I continued living there along with several other street people. The baldies stripped the buildings of metals and glass and swept away into the hills. At nights you could hear a faint hooting and small arms fire. We dozen or so who remained sustained ourselves off the food stores. We could not continue the work as the large equipment had been moved off and sold. We contented ourselves to walk the trails, swim, scatter. I carved Michael Joseph Rankin’s name on the underside of the bridge built that first day of work. I slept under it occasionally, tracing the letters. Gifts of deer shanks and baskets of morels would appear from time to time, and we would smile. I did what I had done for years before: survive.
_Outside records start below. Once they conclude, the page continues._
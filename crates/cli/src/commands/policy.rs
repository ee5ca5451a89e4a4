//! Offline policy validation

use anyhow::Result;
use guardian_lib::policy::PolicyFile;
use serde::Serialize;

use crate::output::{print_error, print_header, print_json, print_success, OutputFormat};

#[derive(Debug, Serialize)]
#[serde(rename_all = "camelCase")]
pub struct ValidationReport {
    pub valid: bool,
    pub monitors: usize,
    pub channels: usize,
    pub jobs: usize,
    pub issues: Vec<String>,
}

/// Everything the engine would complain about when loading this policy,
/// including channels that cannot be built
pub fn build_report(policy: &PolicyFile) -> ValidationReport {
    let mut issues: Vec<String> = policy.validate().iter().map(ToString::to_string).collect();
    for channel in &policy.channels {
        if let Err(e) = channel.build() {
            issues.push(format!("channel '{}': {}", channel.name, e));
        }
    }

    ValidationReport {
        valid: issues.is_empty(),
        monitors: policy.monitors.len(),
        channels: policy.channels.len(),
        jobs: policy.jobs.len(),
        issues,
    }
}

pub fn validate(policy: &PolicyFile, format: OutputFormat) -> Result<()> {
    let report = build_report(policy);

    match format {
        OutputFormat::Json => print_json(&report)?,
        OutputFormat::Table => {
            print_header("Policy");
            println!("Monitors: {}", report.monitors);
            println!("Channels: {}", report.channels);
            println!("Jobs:     {}", report.jobs);
            println!();
            if report.valid {
                print_success("Policy is valid");
            }
            for issue in &report.issues {
                print_error(issue);
            }
        }
    }

    if !report.valid {
        anyhow::bail!("Policy has {} problem(s)", report.issues.len());
    }
    Ok(())
}

#[cfg(test)]
mod tests {
    use super::*;

    #[test]
    fn test_valid_policy() {
        let policy = PolicyFile::from_yaml(
            r#"
monitors:
  - namespace: batch
    name: nightly
    alerting:
      channelRefs:
        - name: hook
channels:
  - name: hook
    type: webhook
    url: http://alerts.internal/hook
jobs:
  - job: { namespace: batch, name: report }
    monitor: { namespace: batch, name: nightly }
    schedule: "30 1 * * *"
"#,
        )
        .unwrap();

        let report = build_report(&policy);
        assert!(report.valid, "{:?}", report.issues);
        assert_eq!((report.monitors, report.channels, report.jobs), (1, 1, 1));
    }

    #[test]
    fn test_problems_are_collected() {
        let policy = PolicyFile::from_yaml(
            r#"
monitors:
  - namespace: batch
    name: nightly
    alerting:
      channelRefs:
        - name: missing
      suggestedFixPatterns:
        - name: bad
          match: { logPattern: "(" }
          suggestion: never
channels:
  - name: pager
    type: pagerduty
    routingKey: ""
jobs:
  - job: { namespace: batch, name: report }
    monitor: { namespace: batch, name: other }
    schedule: "61 * * * *"
"#,
        )
        .unwrap();

        let report = build_report(&policy);
        assert!(!report.valid);
        // missing channel, bad pattern, unknown monitor, bad schedule, bad channel
        assert_eq!(report.issues.len(), 5, "{:?}", report.issues);
        assert!(validate(&policy, OutputFormat::Json).is_err());
    }
}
I haven’t had the shakes for ages now. I see no demons, no wall-smeared secrets written by disembodied heads with crayons as tongue tips. I sleep and wake freely, eat and drink as needed, though this can be hard in the wild. Tracking is tough, but I can scavenge ok. I’m beyond the bounds of the baldies now, seeking abandoned hunting shacks, campsites with coin- operated showers, dumpsters of dive bars cradled in the boonies. I find myself drawn towards the cities. Their leavings are freer, their shelters pre-carved in metal and concrete. It was nice to be taken care of, but I think someday I’ll make my way back, now that I know, now that I’m clean.